■ GIVEN INFORMATION
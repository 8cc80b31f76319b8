//! Stage 2: structured claims to typed claims.
//!
//! Classification goes through a `ClaimClassifier`. The remote classifier
//! answers in JSON keyed by claim id and is validated strictly; on any error,
//! timeout or schema mismatch the whole batch is typed by the heuristic
//! classifier instead. Output order and identity always match the input.

use std::collections::{BTreeSet, HashMap};
use std::sync::Arc;
use std::time::Duration;

use anyhow::{Context, Result};
use async_trait::async_trait;
use serde::Deserialize;
use tracing::{debug, instrument};

use crate::adapters::{extract_json, CompletionRequest, LanguageModel};
use crate::domain::{EpistemicType, StructuredClaim, TimeframeKind, TypedClaim, TypingProvenance};

use super::fallback::{within_timeout, Strategy};
use super::lexicon;

/// Confidence stamped on every heuristic classification
pub const HEURISTIC_CONFIDENCE: f64 = 0.5;

/// A claim typing strategy
#[async_trait]
pub trait ClaimClassifier: Send + Sync {
    fn name(&self) -> &str;

    /// One typed claim per input claim, same order
    async fn classify(&self, claims: &[StructuredClaim]) -> Result<Vec<TypedClaim>>;
}

/// Regex-family classifier; needs no network
#[derive(Debug, Clone, Default)]
pub struct HeuristicClaimClassifier;

impl HeuristicClaimClassifier {
    pub fn new() -> Self {
        Self
    }

    pub fn classify_claim(&self, claim: &StructuredClaim) -> TypedClaim {
        let text = &claim.text;
        let mut types = BTreeSet::new();
        let mut reasons = Vec::new();

        if lexicon::NORMATIVE.is_match(text) {
            types.insert(EpistemicType::Normative);
            reasons.push("normative marker");
        }
        if claim.timeframe.kind == TimeframeKind::Future || lexicon::FUTURE.is_match(text) {
            types.insert(EpistemicType::Predictive);
            reasons.push("future timeframe or forecast verb");
        }
        if lexicon::CAUSAL.is_match(text) {
            types.insert(EpistemicType::Causal);
            reasons.push("causal verb");
        }
        if lexicon::COMPARATIVE.is_match(text) {
            types.insert(EpistemicType::Comparative);
            reasons.push("comparison marker");
        }

        // Precedence mirrors the order the families are checked in
        let primary_type = [
            EpistemicType::Normative,
            EpistemicType::Predictive,
            EpistemicType::Causal,
            EpistemicType::Comparative,
        ]
        .into_iter()
        .find(|t| types.contains(t))
        .unwrap_or(EpistemicType::EmpiricalObservational);

        if types.is_empty() {
            types.insert(EpistemicType::EmpiricalObservational);
            reasons.push("no other marker; treated as observational");
        }

        TypedClaim {
            claim: claim.clone(),
            is_normative: types.contains(&EpistemicType::Normative),
            epistemic_types: types,
            primary_type,
            typing_confidence: HEURISTIC_CONFIDENCE,
            typing_rationale: format!("Heuristic: {}", reasons.join(", ")),
            typing_provenance: TypingProvenance::Heuristic,
        }
    }
}

#[async_trait]
impl ClaimClassifier for HeuristicClaimClassifier {
    fn name(&self) -> &str {
        "heuristic"
    }

    async fn classify(&self, claims: &[StructuredClaim]) -> Result<Vec<TypedClaim>> {
        Ok(claims.iter().map(|c| self.classify_claim(c)).collect())
    }
}

#[derive(Debug, Deserialize)]
struct RemoteTypings {
    classifications: Vec<RemoteTyping>,
}

#[derive(Debug, Deserialize)]
struct RemoteTyping {
    claim_id: String,
    types: Vec<String>,
    primary_type: String,
    #[serde(default)]
    is_normative: Option<bool>,
    confidence: f64,
    #[serde(default)]
    rationale: String,
}

const TYPING_INSTRUCTIONS: &str = "You classify factual claims by epistemic type. \
Allowed types: empirical_observational, predictive, comparative, causal, normative. \
Respond with JSON only: {\"classifications\": [{\"claim_id\", \"types\": [..], \
\"primary_type\", \"is_normative\", \"confidence\": 0..1, \"rationale\"}]} \
with exactly one entry per input claim id.";

/// Classifier delegated to the language model
pub struct RemoteClaimClassifier {
    model: Arc<dyn LanguageModel>,
}

impl RemoteClaimClassifier {
    pub fn new(model: Arc<dyn LanguageModel>) -> Self {
        Self { model }
    }
}

#[async_trait]
impl ClaimClassifier for RemoteClaimClassifier {
    fn name(&self) -> &str {
        "remote"
    }

    async fn classify(&self, claims: &[StructuredClaim]) -> Result<Vec<TypedClaim>> {
        let batch: Vec<serde_json::Value> = claims
            .iter()
            .map(|c| serde_json::json!({ "claim_id": c.id, "text": c.text }))
            .collect();
        let user = serde_json::to_string(&batch).context("Failed to encode claim batch")?;

        let raw = self
            .model
            .complete(&CompletionRequest::new(TYPING_INSTRUCTIONS, user))
            .await?;
        apply_remote_typings(claims, &raw)
    }
}

/// Validate the model's answer against the input batch
fn apply_remote_typings(claims: &[StructuredClaim], raw: &str) -> Result<Vec<TypedClaim>> {
    let json = extract_json(raw).context("Typing answer contained no JSON")?;
    let parsed: RemoteTypings =
        serde_json::from_str(json).context("Typing answer did not match schema")?;

    let mut by_id: HashMap<String, RemoteTyping> = HashMap::new();
    for typing in parsed.classifications {
        if by_id.contains_key(&typing.claim_id) {
            anyhow::bail!("Duplicate classification for {}", typing.claim_id);
        }
        by_id.insert(typing.claim_id.clone(), typing);
    }

    if by_id.len() != claims.len() {
        anyhow::bail!(
            "Expected {} classifications, got {}",
            claims.len(),
            by_id.len()
        );
    }

    claims
        .iter()
        .map(|claim| {
            let typing = by_id
                .remove(&claim.id)
                .with_context(|| format!("No classification for {}", claim.id))?;

            let types = typing
                .types
                .iter()
                .map(|t| EpistemicType::parse(t).with_context(|| format!("Unknown type '{}'", t)))
                .collect::<Result<BTreeSet<_>>>()?;
            let primary_type = EpistemicType::parse(&typing.primary_type)
                .with_context(|| format!("Unknown primary type '{}'", typing.primary_type))?;

            if !types.contains(&primary_type) {
                anyhow::bail!("Primary type for {} is not among its types", claim.id);
            }
            if !(0.0..=1.0).contains(&typing.confidence) {
                anyhow::bail!("Confidence for {} out of range", claim.id);
            }

            let is_normative = typing
                .is_normative
                .unwrap_or_else(|| types.contains(&EpistemicType::Normative));

            Ok(TypedClaim {
                claim: claim.clone(),
                epistemic_types: types,
                primary_type,
                is_normative,
                typing_confidence: typing.confidence,
                typing_rationale: typing.rationale,
                typing_provenance: TypingProvenance::Remote,
            })
        })
        .collect()
}

/// Result of stage 2
#[derive(Debug, Clone)]
pub struct TypingOutcome {
    pub claims: Vec<TypedClaim>,
    pub strategy: Strategy,
}

/// Stage 2 driver
pub struct ClaimTyper {
    remote: Option<Arc<dyn ClaimClassifier>>,
    heuristic: HeuristicClaimClassifier,
    timeout: Duration,
}

impl ClaimTyper {
    pub fn heuristic() -> Self {
        Self {
            remote: None,
            heuristic: HeuristicClaimClassifier::new(),
            timeout: Duration::from_secs(0),
        }
    }

    pub fn with_remote(remote: Arc<dyn ClaimClassifier>, timeout: Duration) -> Self {
        Self {
            remote: Some(remote),
            heuristic: HeuristicClaimClassifier::new(),
            timeout,
        }
    }

    #[instrument(skip(self, claims), fields(claims = claims.len()))]
    pub async fn type_claims(&self, claims: &[StructuredClaim]) -> TypingOutcome {
        if let Some(ref remote) = self.remote {
            let answer = within_timeout(remote.name(), self.timeout, remote.classify(claims)).await;
            if let Some(typed) = answer.filter(|typed| preserves_identity(claims, typed)) {
                debug!("Claims typed remotely");
                return TypingOutcome {
                    claims: typed,
                    strategy: Strategy::Remote,
                };
            }
        }

        debug!("Claims typed heuristically");
        TypingOutcome {
            claims: claims.iter().map(|c| self.heuristic.classify_claim(c)).collect(),
            strategy: Strategy::Heuristic,
        }
    }
}

fn preserves_identity(claims: &[StructuredClaim], typed: &[TypedClaim]) -> bool {
    claims.len() == typed.len() && claims.iter().zip(typed).all(|(c, t)| c == &t.claim)
}

#[cfg(test)]
mod tests {
    use super::*;

    fn claim(id: &str, text: &str) -> StructuredClaim {
        StructuredClaim::new(id, text)
    }

    #[test]
    fn test_heuristic_families() {
        let classifier = HeuristicClaimClassifier::new();

        let normative = classifier.classify_claim(&claim("c1", "Governments should ban plastic bags"));
        assert_eq!(normative.primary_type, EpistemicType::Normative);
        assert!(normative.is_normative);

        let predictive = classifier.classify_claim(&claim("c2", "Oil demand will peak soon"));
        assert_eq!(predictive.primary_type, EpistemicType::Predictive);

        let causal = classifier.classify_claim(&claim("c3", "Smoking causes lung cancer"));
        assert_eq!(causal.primary_type, EpistemicType::Causal);

        let comparative = classifier.classify_claim(&claim("c4", "Trains are safer than cars"));
        assert_eq!(comparative.primary_type, EpistemicType::Comparative);

        let empirical = classifier.classify_claim(&claim("c5", "The museum opened in spring"));
        assert_eq!(empirical.primary_type, EpistemicType::EmpiricalObservational);
        assert_eq!(empirical.typing_confidence, HEURISTIC_CONFIDENCE);
        assert_eq!(empirical.typing_provenance, TypingProvenance::Heuristic);
    }

    #[test]
    fn test_multiple_types_recorded() {
        let typed = HeuristicClaimClassifier::new()
            .classify_claim(&claim("c1", "Tariffs will cause higher prices than last year"));
        assert_eq!(typed.primary_type, EpistemicType::Predictive);
        assert!(typed.epistemic_types.contains(&EpistemicType::Causal));
        assert!(typed.epistemic_types.contains(&EpistemicType::Comparative));
    }

    #[test]
    fn test_remote_answer_applied_in_input_order() {
        let claims = vec![claim("c1", "A"), claim("c2", "B")];
        let raw = r#"{"classifications": [
            {"claim_id": "c2", "types": ["causal"], "primary_type": "causal", "confidence": 0.8},
            {"claim_id": "c1", "types": ["predictive", "causal"], "primary_type": "predictive", "confidence": 0.9, "rationale": "forecast"}
        ]}"#;
        let typed = apply_remote_typings(&claims, raw).unwrap();
        assert_eq!(typed[0].id(), "c1");
        assert_eq!(typed[0].primary_type, EpistemicType::Predictive);
        assert_eq!(typed[1].id(), "c2");
        assert_eq!(typed[1].typing_provenance, TypingProvenance::Remote);
    }

    #[test]
    fn test_remote_answer_rejections() {
        let claims = vec![claim("c1", "A"), claim("c2", "B")];

        // missing a claim
        let missing = r#"{"classifications": [{"claim_id": "c1", "types": ["causal"], "primary_type": "causal", "confidence": 0.8}]}"#;
        assert!(apply_remote_typings(&claims, missing).is_err());

        // unknown type
        let unknown = r#"{"classifications": [
            {"claim_id": "c1", "types": ["vibes"], "primary_type": "vibes", "confidence": 0.8},
            {"claim_id": "c2", "types": ["causal"], "primary_type": "causal", "confidence": 0.8}]}"#;
        assert!(apply_remote_typings(&claims, unknown).is_err());

        // primary not among types
        let inconsistent = r#"{"classifications": [
            {"claim_id": "c1", "types": ["causal"], "primary_type": "predictive", "confidence": 0.8},
            {"claim_id": "c2", "types": ["causal"], "primary_type": "causal", "confidence": 0.8}]}"#;
        assert!(apply_remote_typings(&claims, inconsistent).is_err());

        // confidence out of range
        let confident = r#"{"classifications": [
            {"claim_id": "c1", "types": ["causal"], "primary_type": "causal", "confidence": 1.8},
            {"claim_id": "c2", "types": ["causal"], "primary_type": "causal", "confidence": 0.8}]}"#;
        assert!(apply_remote_typings(&claims, confident).is_err());
    }

    struct FailingClassifier;

    #[async_trait]
    impl ClaimClassifier for FailingClassifier {
        fn name(&self) -> &str {
            "failing"
        }

        async fn classify(&self, _claims: &[StructuredClaim]) -> Result<Vec<TypedClaim>> {
            anyhow::bail!("service unavailable")
        }
    }

    #[tokio::test]
    async fn test_remote_failure_falls_back() {
        let typer = ClaimTyper::with_remote(Arc::new(FailingClassifier), Duration::from_secs(1));
        let claims = vec![claim("c1", "Smoking causes lung cancer")];
        let outcome = typer.type_claims(&claims).await;

        assert_eq!(outcome.strategy, Strategy::Heuristic);
        assert_eq!(outcome.claims.len(), 1);
        assert_eq!(outcome.claims[0].primary_type, EpistemicType::Causal);
    }
}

■ PROBLEM TO SOLVE
Report every line of the records that contains the word "RemoteClaimClassifier".

■ RESPONSE TO THE EXERCISE
pub struct RemoteClaimClassifier {
impl RemoteClaimClassifier {
impl ClaimClassifier for RemoteClaimClassifier {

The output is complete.